The shooting and the lynching were consequences of Lowry's indenture with Craig. Weeks before the events, Lowry had come to ask for his settlement, meaning a complete account of all debts and credits, and of how much money, if any, was due to him. Lowry, who had a wife and child and was a hardworking man who did not drink, had come to work for Craig some two years before. Craig was a powerful man and did not want his workers to leave or have freedom of movement; his son Richard was the local postmaster and clerk of the local court. Lowry needed the settlement if he ever wanted to leave, since without it he could not prove that he was not indebted to Craig, but Craig refused to provide the documents. Richard hit Lowry, who left but made a promise he would be back. He did so a few weeks later, while the Craigs were having their Christmas dinner, and was told to leave; Craig hit him with a piece of wood, and then Richard shot Lowry, who pulled his own gun and returned fire, killing O. T. Craig and his wife, and wounding Richard and his brother. Then, he ran.

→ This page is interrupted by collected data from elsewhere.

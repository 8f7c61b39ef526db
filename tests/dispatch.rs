//! Action flows end to end against mock adapter and wallet services.

mod common;

use serde_json::{json, Value};
use std::sync::atomic::{AtomicUsize, Ordering};
use std::sync::Arc;

use common::{config_for, envelope, start_programmable_backend, MockBackend};
use hancock_sdk::dispatch::Callback;
use hancock_sdk::ledger::{RawTransaction, SignedTransaction};
use hancock_sdk::{
    Bitcoin, ErrorKind, Ethereum, HancockClient, HancockResult, InvokeOptions, PrivateKey, TxSigner,
};

const BTC_FROM: &str = "142kXJP52FjqVVBev7vi2YqK7pgwWuBCRx";
const BTC_TO: &str = "1BvBMSEYstWetqTFn5Au4m4GFg7xJaNVN2";
const ETH_FROM: &str = "0xde0b295669a9fd93d5f28d9ec85e40f4cb697bae";
const ETH_TO: &str = "0x70997970c51812dc3a010c7d01b50e0d17dc79c8";

/// Signer returning a fixed payload and counting its calls.
struct FixedSigner {
    calls: Arc<AtomicUsize>,
}

impl TxSigner for FixedSigner {
    fn sign(&self, _raw: &RawTransaction, _key: &PrivateKey) -> HancockResult<SignedTransaction> {
        self.calls.fetch_add(1, Ordering::SeqCst);
        Ok(SignedTransaction("signed-payload".to_string()))
    }
}

async fn adapter() -> MockBackend {
    start_programmable_backend(|_req| async move {
        (200, envelope(json!({ "to": "0xraw", "nonce": 1 })))
    })
    .await
}

async fn wallet() -> MockBackend {
    start_programmable_backend(|_req| async move {
        (200, json!({ "result": { "code": 202, "description": "queued" } }).to_string())
    })
    .await
}

fn client_with_signer(adapter: &MockBackend, wallet: &MockBackend, calls: Arc<AtomicUsize>) -> HancockClient {
    HancockClient::with_ledgers(
        config_for(adapter.port(), wallet.port(), 1),
        Ethereum::default(),
        Bitcoin::with_signer(Arc::new(FixedSigner { calls })),
    )
}

#[tokio::test]
async fn test_transfer_with_private_key() {
    let adapter = adapter().await;
    let wallet = wallet().await;
    let calls = Arc::new(AtomicUsize::new(0));
    let client = client_with_signer(&adapter, &wallet, calls.clone());

    let options = InvokeOptions::new().with_private_key("k");
    let response = client
        .bitcoin()
        .transfer(BTC_FROM, BTC_TO, "100", &options)
        .await
        .unwrap();

    let adapted = adapter.requests();
    assert_eq!(adapted.len(), 1);
    assert_eq!(adapted[0].method, "POST");
    assert_eq!(adapted[0].path, "/bitcoin/transfer");
    assert_eq!(
        adapted[0].body,
        json!({ "from": BTC_FROM, "to": BTC_TO, "value": "100", "data": "" })
    );

    let sent = wallet.requests();
    assert_eq!(sent.len(), 1);
    assert_eq!(sent[0].path, "/bitcoin/send-signed-tx");
    assert_eq!(sent[0].body, json!({ "tx": "signed-payload" }));

    assert_eq!(calls.load(Ordering::SeqCst), 1);
    assert_eq!(response["result"]["description"], "queued");
}

#[tokio::test]
async fn test_transfer_with_sign_provider() {
    let adapter = adapter().await;
    let wallet = wallet().await;
    let calls = Arc::new(AtomicUsize::new(0));
    let client = client_with_signer(&adapter, &wallet, calls.clone());

    let options = InvokeOptions::new().with_sign_provider("P");
    client
        .bitcoin()
        .transfer(BTC_FROM, BTC_TO, "100", &options)
        .await
        .unwrap();

    assert_eq!(adapter.requests().len(), 1);
    let sent = wallet.requests();
    assert_eq!(sent.len(), 1);
    assert_eq!(sent[0].path, "/bitcoin/sign-tx");
    assert_eq!(
        sent[0].body,
        json!({ "rawTx": { "to": "0xraw", "nonce": 1 }, "provider": "P" })
    );
    assert!(sent[0].header("vnd-hancock-request-id").is_none());
    assert_eq!(calls.load(Ordering::SeqCst), 0);
}

#[tokio::test]
async fn test_provider_wins_over_private_key() {
    let adapter = adapter().await;
    let wallet = wallet().await;
    let calls = Arc::new(AtomicUsize::new(0));
    let client = client_with_signer(&adapter, &wallet, calls.clone());

    let options = InvokeOptions::new()
        .with_private_key("k")
        .with_sign_provider("P")
        .with_callback(Callback::new("https://app.example/cb").with_request_id("req-42"));
    client
        .bitcoin()
        .transfer(BTC_FROM, BTC_TO, "5", &options)
        .await
        .unwrap();

    let sent = wallet.requests();
    assert_eq!(sent.len(), 1);
    assert_eq!(sent[0].path, "/bitcoin/sign-tx");
    assert_eq!(sent[0].body["backUrl"], "https://app.example/cb");
    assert_eq!(sent[0].header("vnd-hancock-request-id"), Some("req-42"));
    assert_eq!(calls.load(Ordering::SeqCst), 0);
}

#[tokio::test]
async fn test_no_key_nor_provider_makes_no_request() {
    let adapter = adapter().await;
    let wallet = wallet().await;
    let client = client_with_signer(&adapter, &wallet, Arc::new(AtomicUsize::new(0)));
    let none = InvokeOptions::new();

    let results: Vec<HancockResult<Value>> = vec![
        client.bitcoin().transfer(BTC_FROM, BTC_TO, "1", &none).await,
        client.ethereum().transfer(ETH_FROM, ETH_TO, "1", &none).await,
        client
            .ethereum()
            .token_transfer(ETH_FROM, ETH_TO, "1", "tkn", &none)
            .await,
        client
            .ethereum()
            .invoke_smart_contract("ctr", "set", &[json!(1)], ETH_FROM, &none)
            .await,
    ];
    for result in results {
        let err = result.unwrap_err();
        assert_eq!(err.kind(), ErrorKind::NoKeyNorProvider);
        assert_eq!(err.internal_code(), "SDKINT_50001");
    }

    assert!(adapter.requests().is_empty());
    assert!(wallet.requests().is_empty());
}

#[tokio::test]
async fn test_adapter_failure_skips_wallet() {
    let adapter = start_programmable_backend(|_req| async move {
        (
            500,
            json!({ "result": { "code": 50001, "description": "Cannot build transaction" } }).to_string(),
        )
    })
    .await;
    let wallet = wallet().await;
    let client = client_with_signer(&adapter, &wallet, Arc::new(AtomicUsize::new(0)));

    let err = client
        .bitcoin()
        .transfer(BTC_FROM, BTC_TO, "1", &InvokeOptions::new().with_sign_provider("P"))
        .await
        .unwrap_err();

    assert_eq!(err.kind(), ErrorKind::Api);
    assert_eq!(err.message(), "Cannot build transaction");
    assert!(wallet.requests().is_empty());
}

#[tokio::test]
async fn test_balance_server_error_is_not_retried() {
    let adapter = start_programmable_backend(|_req| async move {
        (
            500,
            json!({ "result": { "code": 500, "description": "Ledger node unreachable" } }).to_string(),
        )
    })
    .await;
    let client = HancockClient::new(config_for(adapter.port(), 1, 1));

    let err = client.ethereum().get_balance(ETH_FROM).await.unwrap_err();

    assert_eq!(err.kind(), ErrorKind::Api);
    assert_eq!(err.code(), 500);
    assert_eq!(err.internal_code(), "SDKAPI_500");
    assert_eq!(err.message(), "Ledger node unreachable");

    let requests = adapter.requests();
    assert_eq!(requests.len(), 1);
    assert_eq!(requests[0].method, "GET");
    assert_eq!(requests[0].path, format!("/ethereum/balance/{}", ETH_FROM));
}

#[tokio::test]
async fn test_balance_success() {
    let adapter = start_programmable_backend(|_req| async move {
        (200, envelope(json!({ "balance": "1000000000000000000" })))
    })
    .await;
    let client = HancockClient::new(config_for(adapter.port(), 1, 1));

    let balance = client
        .ethereum()
        .get_balance("0xDE0B295669A9FD93D5F28D9EC85E40F4CB697BAE")
        .await
        .unwrap();
    assert_eq!(balance, "1000000000000000000");
    assert_eq!(adapter.requests()[0].path, format!("/ethereum/balance/{}", ETH_FROM));
}

#[tokio::test]
async fn test_ethereum_local_signing_end_to_end() {
    let adapter = start_programmable_backend(|_req| async move {
        (
            200,
            envelope(json!({
                "from": ETH_FROM,
                "to": ETH_TO,
                "value": "0x2710",
                "data": "",
                "gas": "0x5208",
                "gasPrice": "0x4a817c800",
                "nonce": "0x0",
                "chainId": 1
            })),
        )
    })
    .await;
    let wallet = wallet().await;
    let client = HancockClient::new(config_for(adapter.port(), wallet.port(), 1));

    let options = InvokeOptions::new()
        .with_private_key("ac0974bec39a17e36ba4a6b4d238ff944bacb478cbed5efcae784d7bf4f2ff80");
    client
        .ethereum()
        .transfer(ETH_FROM, ETH_TO, "10000", &options)
        .await
        .unwrap();

    let sent = wallet.requests();
    assert_eq!(sent.len(), 1);
    assert_eq!(sent[0].path, "/ethereum/send-signed-tx");
    let tx = sent[0].body["tx"].as_str().unwrap();
    assert!(tx.starts_with("0x"));
}

#[tokio::test]
async fn test_contract_call_is_not_dispatched() {
    let adapter = start_programmable_backend(|_req| async move { (200, envelope(json!(["42"]))) }).await;
    let wallet = wallet().await;
    let client = HancockClient::new(config_for(adapter.port(), wallet.port(), 1));

    let data = client
        .ethereum()
        .call_smart_contract("my-contract", "get", &[], ETH_FROM)
        .await
        .unwrap();

    assert_eq!(data, json!(["42"]));
    let requests = adapter.requests();
    assert_eq!(requests[0].path, "/ethereum/smartcontract/my-contract");
    assert_eq!(requests[0].body["action"], "call");
    assert!(wallet.requests().is_empty());
}

#[tokio::test]
async fn test_token_allowance_body() {
    let adapter = adapter().await;
    let wallet = wallet().await;
    let client = HancockClient::new(config_for(adapter.port(), wallet.port(), 1));

    client
        .ethereum()
        .token_allowance(ETH_FROM, ETH_TO, ETH_FROM, "tkn", &InvokeOptions::new().with_sign_provider("P"))
        .await
        .unwrap();

    let requests = adapter.requests();
    assert_eq!(requests[0].path, "/ethereum/token/tkn/allowance");
    assert_eq!(
        requests[0].body,
        json!({ "from": ETH_FROM, "tokenOwner": ETH_TO, "spender": ETH_FROM })
    );
    assert_eq!(wallet.requests()[0].path, "/ethereum/sign-tx");
}

#[tokio::test]
async fn test_token_alias_stays_one_path_segment() {
    let adapter = adapter().await;
    let wallet = wallet().await;
    let client = HancockClient::new(config_for(adapter.port(), wallet.port(), 1));
    let options = InvokeOptions::new().with_sign_provider("P");

    for alias in ["gold/v2", "gold#v2", "gold?v2"] {
        client
            .ethereum()
            .token_transfer(ETH_FROM, ETH_TO, "1", alias, &options)
            .await
            .unwrap();
    }

    let paths: Vec<_> = adapter.requests().into_iter().map(|r| r.path).collect();
    assert_eq!(
        paths,
        vec![
            "/ethereum/token/gold%2Fv2/transfer",
            "/ethereum/token/gold%23v2/transfer",
            "/ethereum/token/gold%3Fv2/transfer",
        ]
    );
}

The story as told locally gave various accounts of the events that led up to the shooting, and it centered on the planter's cook, a young woman named Bessie. It alleges that Lowry attacked her, and that the planter and his son came and defended her from Lowry. Another newspaper said Lowry (inexplicably called "Giles" in part of the report) attacked Craig's wife with a club, and then shot Craig with a .38 when the latter attempted to protect his wife. Pickens calls these stories fictional (with their references to "Negro murderer" and "bad whiskey", and the incongruous account of the cook being outside during the family's dinner, being chased by Lowry) and ridiculed them. Sascha W. Krause argues that giving the "backstory" of a crime committed by the future victim, in all its salacious details and usually dependent on racist tropes, was part and parcel of the lynching rhetoric in which newspapers were complicit.

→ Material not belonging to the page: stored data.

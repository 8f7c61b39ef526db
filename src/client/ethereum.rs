//! Ethereum client.
//!
//! # Flow of a state-changing action
//! ```text
//! validate inputs ──▶ InvalidParameter / FormatParameter
//! signing options ──▶ NoKeyNorProvider
//! adapter POST    ──▶ raw transaction
//! sign_and_send   ──▶ wallet body
//! ```
//! Read-only calls stop after the adapter.

use serde::Serialize;
use serde_json::Value;
use std::sync::Arc;

use crate::client::shared::LedgerCore;
use crate::config::schema::AdapterResources;
use crate::config::{HancockConfig, ADDRESS_OR_ALIAS_PLACEHOLDER, ADDRESS_PLACEHOLDER};
use crate::dispatch::{ensure_signing_path, InvokeOptions};
use crate::error::HancockResult;
use crate::http::ServiceResponse;
use crate::ledger::{require_addresses, require_non_empty, Ethereum, Ledger};
use crate::socket::{EventSocket, SocketStatus, WatchTarget};

#[derive(Serialize)]
struct InvokeRequest<'a> {
    method: &'a str,
    from: &'a str,
    params: &'a [Value],
    action: &'static str,
}

#[derive(Serialize)]
struct InvokeAbiRequest<'a> {
    method: &'a str,
    from: &'a str,
    params: &'a [Value],
    action: &'static str,
    to: &'a str,
    abi: &'a Value,
}

#[derive(Serialize)]
struct RegisterRequest<'a> {
    address: &'a str,
    alias: &'a str,
}

#[derive(Serialize)]
struct TokenTransferRequest<'a> {
    from: &'a str,
    to: &'a str,
    value: &'a str,
}

#[derive(Serialize)]
struct TokenTransferFromRequest<'a> {
    from: &'a str,
    sender: &'a str,
    to: &'a str,
    value: &'a str,
}

#[derive(Serialize)]
struct TokenApproveRequest<'a> {
    from: &'a str,
    spender: &'a str,
    value: &'a str,
}

#[derive(Serialize)]
#[serde(rename_all = "camelCase")]
struct TokenAllowanceRequest<'a> {
    from: &'a str,
    token_owner: &'a str,
    spender: &'a str,
}

#[derive(Serialize)]
struct EncodeBody<'a> {
    value: &'a str,
    to: &'a str,
    data: &'a str,
}

#[derive(Serialize)]
struct EncodeRequest<'a> {
    action: &'a str,
    body: EncodeBody<'a>,
    dlt: &'static str,
}

#[derive(Serialize)]
struct DecodeRequest<'a> {
    code: &'a str,
}

/// Client for the Ethereum family.
#[derive(Clone)]
pub struct EthereumClient {
    core: LedgerCore,
}

impl EthereumClient {
    pub fn new(config: Arc<HancockConfig>, ledger: Ethereum, http: reqwest::Client) -> Self {
        Self {
            core: LedgerCore::new(config, Arc::new(ledger), http),
        }
    }

    pub fn ledger(&self) -> &dyn Ledger {
        self.core.ledger()
    }

    /// Balance of `address` in wei, as a decimal string.
    pub async fn get_balance(&self, address: &str) -> HancockResult<String> {
        self.core.get_balance(address).await
    }

    pub async fn transfer(
        &self,
        from: &str,
        to: &str,
        value: &str,
        options: &InvokeOptions,
    ) -> HancockResult<Value> {
        self.core.transfer(from, to, value, options).await
    }

    /// Register `address` under `alias` in the adapter.
    pub async fn register_smart_contract(&self, alias: &str, address: &str) -> HancockResult<ServiceResponse> {
        require_non_empty(&[("alias", alias), ("address", address)])?;
        require_addresses(self.ledger(), &[("address", address)])?;

        let address = self.ledger().normalize_address(address);
        let alias = self.ledger().normalize_alias(alias);
        let url = self.core.adapter_url(&self.resources().register, &[]);
        self.core
            .adapter_post_envelope(&url, &RegisterRequest { address: &address, alias: &alias })
            .await
    }

    /// Every smart contract registered in the adapter.
    pub async fn get_all_smart_contracts(&self) -> HancockResult<Value> {
        let url = self.core.adapter_url(&self.resources().smart_contract_find_all, &[]);
        self.core.adapter_get(&url).await
    }

    /// Run a read-only contract method; nothing is signed.
    pub async fn call_smart_contract(
        &self,
        contract: &str,
        method: &str,
        params: &[Value],
        from: &str,
    ) -> HancockResult<Value> {
        let (contract, from) = self.check_invoke(contract, method, from)?;
        let url = self.invoke_url(&contract);
        let body = InvokeRequest {
            method,
            from: &from,
            params,
            action: "call",
        };
        self.core.adapter_post(&url, &body).await
    }

    /// Send a state-changing contract call.
    pub async fn invoke_smart_contract(
        &self,
        contract: &str,
        method: &str,
        params: &[Value],
        from: &str,
        options: &InvokeOptions,
    ) -> HancockResult<Value> {
        let (contract, from) = self.check_invoke(contract, method, from)?;
        ensure_signing_path(options)?;

        let url = self.invoke_url(&contract);
        let body = InvokeRequest {
            method,
            from: &from,
            params,
            action: "send",
        };
        self.core.adapt_and_dispatch(&url, &body, options).await
    }

    /// Send a contract call encoded with a caller-supplied ABI.
    pub async fn invoke_abi_smart_contract(
        &self,
        contract: &str,
        method: &str,
        params: &[Value],
        from: &str,
        abi: &Value,
        options: &InvokeOptions,
    ) -> HancockResult<Value> {
        let (contract, from) = self.check_invoke(contract, method, from)?;
        ensure_signing_path(options)?;

        let url = self.core.adapter_url(&self.resources().invoke_abi, &[]);
        let body = InvokeAbiRequest {
            method,
            from: &from,
            params,
            action: "send",
            to: &contract,
            abi,
        };
        self.core.adapt_and_dispatch(&url, &body, options).await
    }

    /// Register a token contract under `alias`.
    pub async fn token_register(&self, alias: &str, address: &str) -> HancockResult<ServiceResponse> {
        require_non_empty(&[("alias", alias), ("address", address)])?;
        require_addresses(self.ledger(), &[("address", address)])?;

        let address = self.ledger().normalize_address(address);
        let alias = self.ledger().normalize_alias(alias);
        let url = self.core.adapter_url(&self.resources().token_register, &[]);
        self.core
            .adapter_post_envelope(&url, &RegisterRequest { address: &address, alias: &alias })
            .await
    }

    pub async fn token_transfer(
        &self,
        from: &str,
        to: &str,
        value: &str,
        token: &str,
        options: &InvokeOptions,
    ) -> HancockResult<Value> {
        require_non_empty(&[("from", from), ("to", to), ("value", value), ("token", token)])?;
        require_addresses(self.ledger(), &[("from", from), ("to", to)])?;
        ensure_signing_path(options)?;

        let from = self.ledger().normalize_address(from);
        let to = self.ledger().normalize_address(to);
        let url = self.token_url(&self.resources().token_transfer, token);
        let body = TokenTransferRequest {
            from: &from,
            to: &to,
            value,
        };
        self.core.adapt_and_dispatch(&url, &body, options).await
    }

    /// Move `value` tokens from `sender` to `to`, spending `from`'s allowance.
    pub async fn token_transfer_from(
        &self,
        from: &str,
        sender: &str,
        to: &str,
        value: &str,
        token: &str,
        options: &InvokeOptions,
    ) -> HancockResult<Value> {
        require_non_empty(&[
            ("from", from),
            ("sender", sender),
            ("to", to),
            ("value", value),
            ("token", token),
        ])?;
        require_addresses(self.ledger(), &[("from", from), ("sender", sender), ("to", to)])?;
        ensure_signing_path(options)?;

        let from = self.ledger().normalize_address(from);
        let sender = self.ledger().normalize_address(sender);
        let to = self.ledger().normalize_address(to);
        let url = self.token_url(&self.resources().token_transfer_from, token);
        let body = TokenTransferFromRequest {
            from: &from,
            sender: &sender,
            to: &to,
            value,
        };
        self.core.adapt_and_dispatch(&url, &body, options).await
    }

    pub async fn token_approve(
        &self,
        from: &str,
        spender: &str,
        value: &str,
        token: &str,
        options: &InvokeOptions,
    ) -> HancockResult<Value> {
        require_non_empty(&[("from", from), ("spender", spender), ("value", value), ("token", token)])?;
        require_addresses(self.ledger(), &[("from", from), ("spender", spender)])?;
        ensure_signing_path(options)?;

        let from = self.ledger().normalize_address(from);
        let spender = self.ledger().normalize_address(spender);
        let url = self.token_url(&self.resources().token_approve, token);
        let body = TokenApproveRequest {
            from: &from,
            spender: &spender,
            value,
        };
        self.core.adapt_and_dispatch(&url, &body, options).await
    }

    /// Query how much `spender` may spend on behalf of `token_owner`.
    ///
    /// Dispatched like any other contract transaction.
    pub async fn token_allowance(
        &self,
        from: &str,
        token_owner: &str,
        spender: &str,
        token: &str,
        options: &InvokeOptions,
    ) -> HancockResult<Value> {
        require_non_empty(&[
            ("from", from),
            ("tokenOwner", token_owner),
            ("spender", spender),
            ("token", token),
        ])?;
        require_addresses(
            self.ledger(),
            &[("from", from), ("tokenOwner", token_owner), ("spender", spender)],
        )?;
        ensure_signing_path(options)?;

        let from = self.ledger().normalize_address(from);
        let token_owner = self.ledger().normalize_address(token_owner);
        let spender = self.ledger().normalize_address(spender);
        let url = self.token_url(&self.resources().token_allowance, token);
        let body = TokenAllowanceRequest {
            from: &from,
            token_owner: &token_owner,
            spender: &spender,
        };
        self.core.adapt_and_dispatch(&url, &body, options).await
    }

    /// Token balance of `address` in `token`.
    pub async fn get_token_balance(&self, address: &str, token: &str) -> HancockResult<Value> {
        require_non_empty(&[("address", address), ("token", token)])?;
        require_addresses(self.ledger(), &[("address", address)])?;

        let address = self.ledger().normalize_address(address);
        let token = self.ledger().normalize_address_or_alias(token);
        let url = self.core.adapter_url(
            &self.resources().token_balance,
            &[
                (ADDRESS_OR_ALIAS_PLACEHOLDER, &token),
                (ADDRESS_PLACEHOLDER, &address),
            ],
        );
        self.core.adapter_get(&url).await
    }

    /// Name, symbol, decimals and supply of `token`.
    pub async fn get_token_metadata(&self, token: &str) -> HancockResult<Value> {
        require_non_empty(&[("token", token)])?;
        let url = self.token_url(&self.resources().token_metadata, token);
        self.core.adapter_get(&url).await
    }

    pub async fn get_all_tokens(&self) -> HancockResult<Value> {
        let url = self.core.adapter_url(&self.resources().token_find_all, &[]);
        self.core.adapter_get(&url).await
    }

    /// Encode a transfer into the adapter's portable protocol format.
    pub async fn encode_protocol(
        &self,
        action: &str,
        value: &str,
        to: &str,
        data: &str,
    ) -> HancockResult<Value> {
        require_non_empty(&[("action", action), ("value", value), ("to", to)])?;
        require_addresses(self.ledger(), &[("to", to)])?;

        let to = self.ledger().normalize_address(to);
        let url = self.core.adapter_url(&self.resources().encode, &[]);
        let body = EncodeRequest {
            action,
            body: EncodeBody {
                value,
                to: &to,
                data,
            },
            dlt: self.ledger().dlt().as_str(),
        };
        self.core.adapter_post(&url, &body).await
    }

    pub async fn decode_protocol(&self, code: &str) -> HancockResult<Value> {
        require_non_empty(&[("code", code)])?;
        let url = self.core.adapter_url(&self.resources().decode, &[]);
        self.core.adapter_post(&url, &DecodeRequest { code }).await
    }

    pub fn subscribe_to_transfer(
        &self,
        addresses: Vec<String>,
        consumer: &str,
        status: Option<SocketStatus>,
    ) -> HancockResult<EventSocket> {
        self.subscribe(WatchTarget::Transfers, addresses, consumer, status)
    }

    pub fn subscribe_to_transaction(
        &self,
        addresses: Vec<String>,
        consumer: &str,
        status: Option<SocketStatus>,
    ) -> HancockResult<EventSocket> {
        self.subscribe(WatchTarget::Transactions, addresses, consumer, status)
    }

    pub fn subscribe_to_contract_transaction(
        &self,
        contracts: Vec<String>,
        consumer: &str,
        status: Option<SocketStatus>,
    ) -> HancockResult<EventSocket> {
        self.subscribe(WatchTarget::ContractTransactions, contracts, consumer, status)
    }

    pub fn subscribe_to_contract_event(
        &self,
        contracts: Vec<String>,
        consumer: &str,
        status: Option<SocketStatus>,
    ) -> HancockResult<EventSocket> {
        self.subscribe(WatchTarget::ContractEvents, contracts, consumer, status)
    }

    pub fn subscribe_to_contract_deployment(
        &self,
        addresses: Vec<String>,
        consumer: &str,
        status: Option<SocketStatus>,
    ) -> HancockResult<EventSocket> {
        self.subscribe(WatchTarget::ContractDeployments, addresses, consumer, status)
    }

    /// Subscribe, registering listeners through `register` before connecting.
    pub fn subscribe_with<F>(
        &self,
        target: WatchTarget,
        entries: Vec<String>,
        consumer: &str,
        status: Option<SocketStatus>,
        register: F,
    ) -> HancockResult<EventSocket>
    where
        F: FnOnce(&EventSocket),
    {
        self.core.subscribe(target, entries, consumer, status, register)
    }

    fn subscribe(
        &self,
        target: WatchTarget,
        entries: Vec<String>,
        consumer: &str,
        status: Option<SocketStatus>,
    ) -> HancockResult<EventSocket> {
        self.subscribe_with(target, entries, consumer, status, |_| {})
    }

    fn resources(&self) -> &AdapterResources {
        &self.core.config().adapter.resources
    }

    /// Contract and caller checks shared by call, invoke and invokeAbi.
    fn check_invoke(&self, contract: &str, method: &str, from: &str) -> HancockResult<(String, String)> {
        require_non_empty(&[("contract", contract), ("method", method), ("from", from)])?;
        require_addresses(self.ledger(), &[("from", from)])?;
        Ok((
            self.ledger().normalize_address_or_alias(contract),
            self.ledger().normalize_address(from),
        ))
    }

    fn invoke_url(&self, contract: &str) -> String {
        self.core.adapter_url(
            &self.resources().invoke,
            &[(ADDRESS_OR_ALIAS_PLACEHOLDER, contract)],
        )
    }

    fn token_url(&self, template: &str, token: &str) -> String {
        let token = self.ledger().normalize_address_or_alias(token);
        self.core
            .adapter_url(template, &[(ADDRESS_OR_ALIAS_PLACEHOLDER, &token)])
    }
}

impl std::fmt::Debug for EthereumClient {
    fn fmt(&self, f: &mut std::fmt::Formatter<'_>) -> std::fmt::Result {
        f.debug_struct("EthereumClient").finish_non_exhaustive()
    }
}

===Lowry's escape and capture===
J. T. Williams, an African-American man who lived near Nodena, hid Lowry on his farm for two days. Lowry was a member of a local Odd Fellows lodge, and was helped by fellow lodge members in his escape to El Paso, Texas. When he left the Williams house, with some six hundred men looking for him, he drenched his shoes with turpentine to throw the hounds off his trail, "a common practice among southern Blacks running for their lives". Fellow members of the Turrell Odd Fellows Lodge helped logistically and financially, including a man named Morris Jenkins and his wife.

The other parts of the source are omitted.